Task instructions |
Copy out, from the entries below, each line holding the string "Result".

=======

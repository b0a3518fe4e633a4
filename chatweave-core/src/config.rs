//! Configuration loading and management
//!
//! Configuration is loaded from `~/.config/chatweave/config.toml`
//!
//! This module follows the XDG Base Directory Specification:
//! - Config: `$XDG_CONFIG_HOME/chatweave/` (~/.config/chatweave/)
//! - State/Logs: `$XDG_STATE_HOME/chatweave/` (~/.local/state/chatweave/)

use crate::error::{Error, Result};
use serde::Deserialize;
use std::path::{Path, PathBuf};
use std::time::Duration;

/// Returns a best-effort home directory path.
fn home_dir() -> PathBuf {
    std::env::var_os("HOME")
        .map(PathBuf::from)
        .or_else(dirs::home_dir)
        .unwrap_or_else(|| PathBuf::from("."))
}

/// Returns XDG_CONFIG_HOME or ~/.config
fn xdg_config_home() -> PathBuf {
    std::env::var("XDG_CONFIG_HOME")
        .map(PathBuf::from)
        .unwrap_or_else(|_| home_dir().join(".config"))
}

/// Returns XDG_STATE_HOME or ~/.local/state
fn xdg_state_home() -> PathBuf {
    std::env::var("XDG_STATE_HOME")
        .map(PathBuf::from)
        .unwrap_or_else(|_| home_dir().join(".local/state"))
}

/// Main configuration struct
#[derive(Debug, Deserialize, Default, Clone)]
pub struct Config {
    /// Chat session behaviour
    #[serde(default)]
    pub session: SessionConfig,

    /// Bot metadata used by the local bootstrap
    #[serde(default)]
    pub bot: BotSettings,

    /// Logging configuration
    #[serde(default)]
    pub logging: LoggingConfig,
}

/// Answer delivery pattern of the bot
#[derive(Debug, Deserialize, Clone, Copy, PartialEq, Eq, Default)]
#[serde(rename_all = "lowercase")]
pub enum ChatPattern {
    /// Plain streamed answers; token usage makes the placeholder stoppable
    #[default]
    Standard,
    /// Agent mode with thought traces
    Agent,
}

/// Per-session engine settings
#[derive(Debug, Deserialize, Clone)]
pub struct SessionConfig {
    /// Seconds to wait for the server to acknowledge a question
    #[serde(default = "default_ack_timeout_secs")]
    pub ack_timeout_secs: u64,

    /// Answer delivery pattern
    #[serde(default)]
    pub pattern: ChatPattern,

    /// Placeholder text shown while an answer is pending
    #[serde(default = "default_loading_text")]
    pub loading_text: String,

    /// Marker appended to a message when the user stops generation
    #[serde(default = "default_stop_marker")]
    pub stop_marker: String,

    /// Greeting inserted into an empty transcript (optional)
    #[serde(default)]
    pub welcome_message: Option<String>,

    /// Delay before the greeting is considered, in milliseconds
    #[serde(default = "default_welcome_delay_ms")]
    pub welcome_delay_ms: u64,
}

impl Default for SessionConfig {
    fn default() -> Self {
        Self {
            ack_timeout_secs: default_ack_timeout_secs(),
            pattern: ChatPattern::default(),
            loading_text: default_loading_text(),
            stop_marker: default_stop_marker(),
            welcome_message: None,
            welcome_delay_ms: default_welcome_delay_ms(),
        }
    }
}

impl SessionConfig {
    /// Acknowledgment window as a [`Duration`]
    pub fn ack_timeout(&self) -> Duration {
        Duration::from_secs(self.ack_timeout_secs)
    }

    /// Welcome delay as a [`Duration`]
    pub fn welcome_delay(&self) -> Duration {
        Duration::from_millis(self.welcome_delay_ms)
    }

    /// Validate configuration, returning error message if invalid
    pub fn validate(&self) -> Result<()> {
        if self.ack_timeout_secs == 0 {
            return Err(Error::Config(
                "session.ack_timeout_secs must be greater than 0".to_string(),
            ));
        }
        Ok(())
    }
}

fn default_ack_timeout_secs() -> u64 {
    120
}

fn default_loading_text() -> String {
    "Thinking".to_string()
}

fn default_stop_marker() -> String {
    "| Generation stopped".to_string()
}

fn default_welcome_delay_ms() -> u64 {
    500
}

/// Bot metadata handed to observers on bootstrap
#[derive(Debug, Deserialize, Clone)]
pub struct BotSettings {
    /// Display name
    #[serde(default = "default_bot_name")]
    pub name: String,

    /// Avatar URL or asset path
    #[serde(default)]
    pub avatar: Option<String>,

    /// Business identifier of the bot
    #[serde(default)]
    pub bot_biz_id: Option<String>,
}

impl Default for BotSettings {
    fn default() -> Self {
        Self {
            name: default_bot_name(),
            avatar: None,
            bot_biz_id: None,
        }
    }
}

fn default_bot_name() -> String {
    "chatweave".to_string()
}

/// Logging configuration
#[derive(Debug, Deserialize, Clone)]
pub struct LoggingConfig {
    /// Log level (trace, debug, info, warn, error)
    #[serde(default = "default_log_level")]
    pub level: String,

    /// Maximum number of log files to keep
    #[serde(default = "default_max_log_files")]
    pub max_files: usize,

    /// Also echo warnings and errors to stderr
    #[serde(default)]
    pub stderr: bool,
}

impl Default for LoggingConfig {
    fn default() -> Self {
        Self {
            level: default_log_level(),
            max_files: default_max_log_files(),
            stderr: false,
        }
    }
}

fn default_log_level() -> String {
    "info".to_string()
}

fn default_max_log_files() -> usize {
    5
}

impl Config {
    /// Load configuration from the default path
    pub fn load() -> Result<Self> {
        let config_path = Self::config_path();

        if !config_path.exists() {
            tracing::info!("No config file found at {:?}, using defaults", config_path);
            return Ok(Config::default());
        }

        Self::load_from(&config_path)
    }

    /// Load configuration from a specific path
    pub fn load_from(path: &Path) -> Result<Self> {
        let content = std::fs::read_to_string(path)
            .map_err(|e| Error::Config(format!("failed to read config file {:?}: {}", path, e)))?;

        let config: Config = toml::from_str(&content)
            .map_err(|e| Error::Config(format!("failed to parse config: {}", e)))?;

        config.session.validate()?;
        Ok(config)
    }

    /// Returns the default config file path
    ///
    /// `$XDG_CONFIG_HOME/chatweave/config.toml` (~/.config/chatweave/config.toml)
    pub fn config_path() -> PathBuf {
        xdg_config_home().join("chatweave").join("config.toml")
    }

    /// Returns the state directory path (for logs)
    ///
    /// `$XDG_STATE_HOME/chatweave/` (~/.local/state/chatweave/)
    pub fn state_dir() -> PathBuf {
        xdg_state_home().join("chatweave")
    }
}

=======

Exercise solution |
use crate::error::{Error, Result};
    pub fn validate(&self) -> Result<()> {
    pub fn load() -> Result<Self> {
    pub fn load_from(path: &Path) -> Result<Self> {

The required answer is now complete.